> [What you will do] The answer must consist of every line in the records below that contains the string "adjacent".

> [Data to process]
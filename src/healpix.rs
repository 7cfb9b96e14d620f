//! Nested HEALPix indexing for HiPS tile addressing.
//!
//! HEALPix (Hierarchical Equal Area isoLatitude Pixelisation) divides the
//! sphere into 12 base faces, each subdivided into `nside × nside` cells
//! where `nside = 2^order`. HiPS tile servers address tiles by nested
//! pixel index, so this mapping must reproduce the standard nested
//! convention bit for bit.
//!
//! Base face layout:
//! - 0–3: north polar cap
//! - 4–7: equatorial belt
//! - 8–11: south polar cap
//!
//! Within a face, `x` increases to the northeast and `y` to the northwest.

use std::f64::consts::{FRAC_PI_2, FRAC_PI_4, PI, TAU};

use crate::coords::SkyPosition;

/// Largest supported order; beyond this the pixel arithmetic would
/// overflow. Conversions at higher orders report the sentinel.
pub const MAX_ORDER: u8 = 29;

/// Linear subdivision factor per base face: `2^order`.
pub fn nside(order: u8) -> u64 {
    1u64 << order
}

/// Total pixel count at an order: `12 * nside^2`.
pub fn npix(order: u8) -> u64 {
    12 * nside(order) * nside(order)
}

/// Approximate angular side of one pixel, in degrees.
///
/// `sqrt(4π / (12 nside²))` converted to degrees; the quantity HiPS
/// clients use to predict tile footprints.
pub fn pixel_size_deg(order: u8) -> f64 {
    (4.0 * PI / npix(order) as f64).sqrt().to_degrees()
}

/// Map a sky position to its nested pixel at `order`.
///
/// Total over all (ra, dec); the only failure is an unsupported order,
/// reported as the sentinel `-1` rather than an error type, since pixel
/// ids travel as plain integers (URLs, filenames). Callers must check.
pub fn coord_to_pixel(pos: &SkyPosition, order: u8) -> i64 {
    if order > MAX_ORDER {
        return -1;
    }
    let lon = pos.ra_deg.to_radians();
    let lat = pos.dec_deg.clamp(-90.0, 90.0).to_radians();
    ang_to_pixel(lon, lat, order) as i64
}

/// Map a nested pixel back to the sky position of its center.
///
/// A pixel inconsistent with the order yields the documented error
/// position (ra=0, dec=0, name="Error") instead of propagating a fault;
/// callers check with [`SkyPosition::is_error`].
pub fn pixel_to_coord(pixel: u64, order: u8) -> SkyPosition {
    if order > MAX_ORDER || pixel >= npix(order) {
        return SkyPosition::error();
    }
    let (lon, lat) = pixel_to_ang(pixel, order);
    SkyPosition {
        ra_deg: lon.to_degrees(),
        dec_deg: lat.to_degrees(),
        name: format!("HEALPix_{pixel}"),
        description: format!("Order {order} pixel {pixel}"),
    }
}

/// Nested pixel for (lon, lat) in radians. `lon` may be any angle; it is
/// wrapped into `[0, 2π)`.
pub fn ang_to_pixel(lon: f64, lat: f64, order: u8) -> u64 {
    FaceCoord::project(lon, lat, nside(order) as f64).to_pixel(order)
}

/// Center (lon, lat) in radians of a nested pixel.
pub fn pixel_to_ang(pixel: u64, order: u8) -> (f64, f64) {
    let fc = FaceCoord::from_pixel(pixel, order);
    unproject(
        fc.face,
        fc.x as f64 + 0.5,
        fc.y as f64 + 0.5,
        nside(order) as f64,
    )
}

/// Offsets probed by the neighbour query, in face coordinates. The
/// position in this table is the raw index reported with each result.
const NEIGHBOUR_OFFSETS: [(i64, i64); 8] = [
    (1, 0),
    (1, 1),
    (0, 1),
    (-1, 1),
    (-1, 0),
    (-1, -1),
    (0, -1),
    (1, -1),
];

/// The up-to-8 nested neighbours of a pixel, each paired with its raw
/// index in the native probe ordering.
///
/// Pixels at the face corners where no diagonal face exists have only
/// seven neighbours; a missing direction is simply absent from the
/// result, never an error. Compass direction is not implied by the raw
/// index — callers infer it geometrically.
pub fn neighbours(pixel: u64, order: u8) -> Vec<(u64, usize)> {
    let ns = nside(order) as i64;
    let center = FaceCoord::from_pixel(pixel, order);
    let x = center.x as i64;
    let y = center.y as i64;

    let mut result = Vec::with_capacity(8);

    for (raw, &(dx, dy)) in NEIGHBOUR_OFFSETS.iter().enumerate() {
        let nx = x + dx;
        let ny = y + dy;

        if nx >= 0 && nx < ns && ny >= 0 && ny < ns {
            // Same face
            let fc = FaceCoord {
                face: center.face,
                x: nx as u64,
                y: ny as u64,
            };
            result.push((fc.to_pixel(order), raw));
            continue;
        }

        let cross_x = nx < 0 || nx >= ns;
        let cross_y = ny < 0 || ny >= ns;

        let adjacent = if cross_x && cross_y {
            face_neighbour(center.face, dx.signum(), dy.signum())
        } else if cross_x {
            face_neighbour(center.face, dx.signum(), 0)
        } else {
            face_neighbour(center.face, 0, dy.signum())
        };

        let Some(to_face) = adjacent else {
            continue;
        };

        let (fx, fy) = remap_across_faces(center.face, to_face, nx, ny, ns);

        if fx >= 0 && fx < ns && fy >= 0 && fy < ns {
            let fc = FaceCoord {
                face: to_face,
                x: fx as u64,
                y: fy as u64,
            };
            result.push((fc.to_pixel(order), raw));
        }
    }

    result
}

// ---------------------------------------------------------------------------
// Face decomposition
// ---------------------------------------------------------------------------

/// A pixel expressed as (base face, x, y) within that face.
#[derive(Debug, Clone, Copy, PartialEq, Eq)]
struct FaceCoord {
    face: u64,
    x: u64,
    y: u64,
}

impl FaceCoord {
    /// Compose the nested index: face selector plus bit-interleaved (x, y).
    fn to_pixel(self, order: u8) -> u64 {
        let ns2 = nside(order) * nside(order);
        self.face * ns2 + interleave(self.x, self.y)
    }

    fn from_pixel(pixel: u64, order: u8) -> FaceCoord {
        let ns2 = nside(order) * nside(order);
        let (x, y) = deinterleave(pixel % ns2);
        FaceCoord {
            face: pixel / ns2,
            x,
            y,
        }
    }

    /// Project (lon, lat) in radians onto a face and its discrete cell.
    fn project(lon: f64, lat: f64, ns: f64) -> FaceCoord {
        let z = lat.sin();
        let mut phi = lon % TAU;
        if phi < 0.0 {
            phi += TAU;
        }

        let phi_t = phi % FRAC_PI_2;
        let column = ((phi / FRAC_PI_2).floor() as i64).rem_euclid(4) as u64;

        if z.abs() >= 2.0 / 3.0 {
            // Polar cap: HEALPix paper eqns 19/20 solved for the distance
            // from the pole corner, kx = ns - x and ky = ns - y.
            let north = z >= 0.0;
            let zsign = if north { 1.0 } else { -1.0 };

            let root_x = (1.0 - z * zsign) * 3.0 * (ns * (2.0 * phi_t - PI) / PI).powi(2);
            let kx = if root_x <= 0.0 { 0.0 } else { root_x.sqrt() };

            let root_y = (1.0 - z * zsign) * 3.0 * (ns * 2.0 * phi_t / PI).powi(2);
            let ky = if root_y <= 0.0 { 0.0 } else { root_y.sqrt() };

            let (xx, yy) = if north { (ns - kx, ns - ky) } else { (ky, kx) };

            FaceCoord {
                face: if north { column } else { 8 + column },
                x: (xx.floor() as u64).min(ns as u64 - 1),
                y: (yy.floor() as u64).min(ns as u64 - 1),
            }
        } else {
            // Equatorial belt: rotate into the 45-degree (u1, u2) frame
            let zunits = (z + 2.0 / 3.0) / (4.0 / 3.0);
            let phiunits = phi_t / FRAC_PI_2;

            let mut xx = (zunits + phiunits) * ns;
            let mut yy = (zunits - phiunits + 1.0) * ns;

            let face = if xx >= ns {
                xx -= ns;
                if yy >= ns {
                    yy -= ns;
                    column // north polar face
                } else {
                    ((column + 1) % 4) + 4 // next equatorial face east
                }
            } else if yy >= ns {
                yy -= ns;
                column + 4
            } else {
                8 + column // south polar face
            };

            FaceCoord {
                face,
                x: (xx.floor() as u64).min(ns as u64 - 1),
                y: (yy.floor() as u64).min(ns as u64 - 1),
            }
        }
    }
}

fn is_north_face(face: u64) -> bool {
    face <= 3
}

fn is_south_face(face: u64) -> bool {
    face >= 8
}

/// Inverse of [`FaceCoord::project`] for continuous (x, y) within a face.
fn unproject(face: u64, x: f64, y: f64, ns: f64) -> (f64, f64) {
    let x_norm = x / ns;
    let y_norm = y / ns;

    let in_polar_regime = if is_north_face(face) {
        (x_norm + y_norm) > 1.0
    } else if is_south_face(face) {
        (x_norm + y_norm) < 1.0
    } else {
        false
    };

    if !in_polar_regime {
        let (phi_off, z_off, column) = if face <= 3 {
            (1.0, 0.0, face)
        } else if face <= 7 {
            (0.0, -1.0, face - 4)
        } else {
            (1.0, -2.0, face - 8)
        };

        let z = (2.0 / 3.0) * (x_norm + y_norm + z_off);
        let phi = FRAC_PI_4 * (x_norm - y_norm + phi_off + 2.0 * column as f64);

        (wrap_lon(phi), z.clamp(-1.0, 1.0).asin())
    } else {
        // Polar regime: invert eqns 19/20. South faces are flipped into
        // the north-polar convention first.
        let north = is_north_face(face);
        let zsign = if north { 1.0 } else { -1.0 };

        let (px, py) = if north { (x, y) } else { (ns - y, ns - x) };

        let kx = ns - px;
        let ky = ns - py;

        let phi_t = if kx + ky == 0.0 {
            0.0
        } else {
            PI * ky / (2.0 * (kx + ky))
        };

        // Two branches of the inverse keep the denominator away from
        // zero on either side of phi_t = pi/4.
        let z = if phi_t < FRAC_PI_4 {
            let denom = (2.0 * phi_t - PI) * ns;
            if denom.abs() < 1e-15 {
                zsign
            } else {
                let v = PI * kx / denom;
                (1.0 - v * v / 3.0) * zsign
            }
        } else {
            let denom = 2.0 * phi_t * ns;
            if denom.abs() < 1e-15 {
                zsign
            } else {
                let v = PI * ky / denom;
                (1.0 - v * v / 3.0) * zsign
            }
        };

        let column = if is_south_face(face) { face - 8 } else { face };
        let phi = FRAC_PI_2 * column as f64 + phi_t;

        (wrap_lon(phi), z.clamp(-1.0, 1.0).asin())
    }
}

> [Output for this task]
        let adjacent = if cross_x && cross_y {
        let Some(to_face) = adjacent else {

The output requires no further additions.